Crystal structures of a mutant HIV-1 protease (M46I/L63P/V82T/I84V) complexed with either indinavir (MK-639, Merck) [Chen et al., (1995) J. Biol. Chem. 269, 26344-26348], retonavir (ABT-538, Abbott), or VX-478 (Vertex). are resolved at 2.0, 2.2 , and 1.8 resolution, respectively, with R factors of 17 ~ 18%. The comparison is of interest because this mutant protease has been shown to display cross resistance to a panel of protease inhibitors that are either in or being considered for clinical trials [Condra et al., (1995) Nature 374, 569-571]. When superpositioned against the structures of the wild-type enzyme complexed with indinavir and VX-478 [Chen et al. (1994) J. Biol.
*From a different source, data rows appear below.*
//! Request-level error taxonomy and its HTTP mapping

use axum::{
    extract::rejection::JsonRejection,
    http::StatusCode,
    response::{IntoResponse, Response},
    Json,
};
use serde_json::json;
use thiserror::Error;

use crate::profile::ProfileError;
use crate::progress::ProgressError;
use crate::subscription::SubscriptionError;
use crate::tier::middleware::TierErrorResponse;

#[derive(Error, Debug)]
pub enum AppError {
    /// Malformed or out-of-range input. Nothing was changed.
    #[error("{0}")]
    Validation(String),
    #[error("Sign in required")]
    NotAuthenticated,
    #[error("Not allowed")]
    Forbidden,
    #[error("{0}")]
    NotFound(String),
    #[error("{}", .0.error)]
    LimitReached(Box<TierErrorResponse>),
    /// The backing store failed to read or write
    #[error("Storage failure: {0}")]
    Storage(#[from] anyhow::Error),
}

impl AppError {
    fn code(&self) -> &'static str {
        match self {
            AppError::Validation(_) => "VALIDATION_ERROR",
            AppError::NotAuthenticated => "NOT_AUTHENTICATED",
            AppError::Forbidden => "FORBIDDEN",
            AppError::NotFound(_) => "NOT_FOUND",
            AppError::LimitReached(_) => "LIMIT_REACHED",
            AppError::Storage(_) => "UPSTREAM_FAILURE",
        }
    }
}

impl IntoResponse for AppError {
    fn into_response(self) -> Response {
        let status = match &self {
            AppError::Validation(_) => StatusCode::UNPROCESSABLE_ENTITY,
            AppError::NotAuthenticated => StatusCode::UNAUTHORIZED,
            AppError::Forbidden => StatusCode::FORBIDDEN,
            AppError::NotFound(_) => StatusCode::NOT_FOUND,
            AppError::LimitReached(_) => StatusCode::TOO_MANY_REQUESTS,
            AppError::Storage(e) => {
                tracing::error!("Storage failure: {:#}", e);
                StatusCode::INTERNAL_SERVER_ERROR
            }
        };

        match self {
            AppError::LimitReached(limit) => (*limit).into_response(),
            other => (
                status,
                Json(json!({ "error": other.to_string(), "code": other.code() })),
            )
                .into_response(),
        }
    }
}

impl From<ProgressError> for AppError {
    fn from(err: ProgressError) -> Self {
        match err {
            ProgressError::UnknownTheme(_) | ProgressError::UnknownPuzzle { .. } => {
                AppError::NotFound(err.to_string())
            }
            ProgressError::Io(_) | ProgressError::Json(_) => AppError::Storage(err.into()),
        }
    }
}

impl From<SubscriptionError> for AppError {
    fn from(err: SubscriptionError) -> Self {
        match err {
            SubscriptionError::Invalid(msg) => AppError::Validation(msg),
            SubscriptionError::Io(_) | SubscriptionError::Json(_) => AppError::Storage(err.into()),
        }
    }
}

impl From<ProfileError> for AppError {
    fn from(err: ProfileError) -> Self {
        match err {
            ProfileError::Rating(e) => AppError::Validation(e.to_string()),
            ProfileError::Io(_) | ProfileError::Json(_) => AppError::Storage(err.into()),
        }
    }
}

impl From<JsonRejection> for AppError {
    fn from(rejection: JsonRejection) -> Self {
        AppError::Validation(rejection.body_text())
    }
}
Chem. 270, 21433-21436; Kim et al., (1995) J. Am. Chem. Soc. 117,1181-1182], no gross difference is found in the tertiary structure of the enzyme. The C₍ tracings of the native structures are essentially identical, and the four substituted sidechains are clearly revealed in the electron density maps. In the inhibitor-bound form, the V82T substitution introduces an unfavorable hydrophilic moiety for binding at the S1, but not the S1', site of the indinavir and VX-478 complexes (and at neither sites of the ABT-538 complex). The I84V substitution generates a cavity that should lead to a decrease in van der Waals contacts with the inhibitor in all three complexes. These changes are consistent with the observed increase in the K_i value for the inhibitors as a result of the mutations. Residurs 46 and 63 are not located in the binding site and have no interactions with these inhibitors. Thus, the role of the M46I and L63P substitutions in drug resistance is not obvious from our crystallographic data; the conformational perturbations induced by them are minor.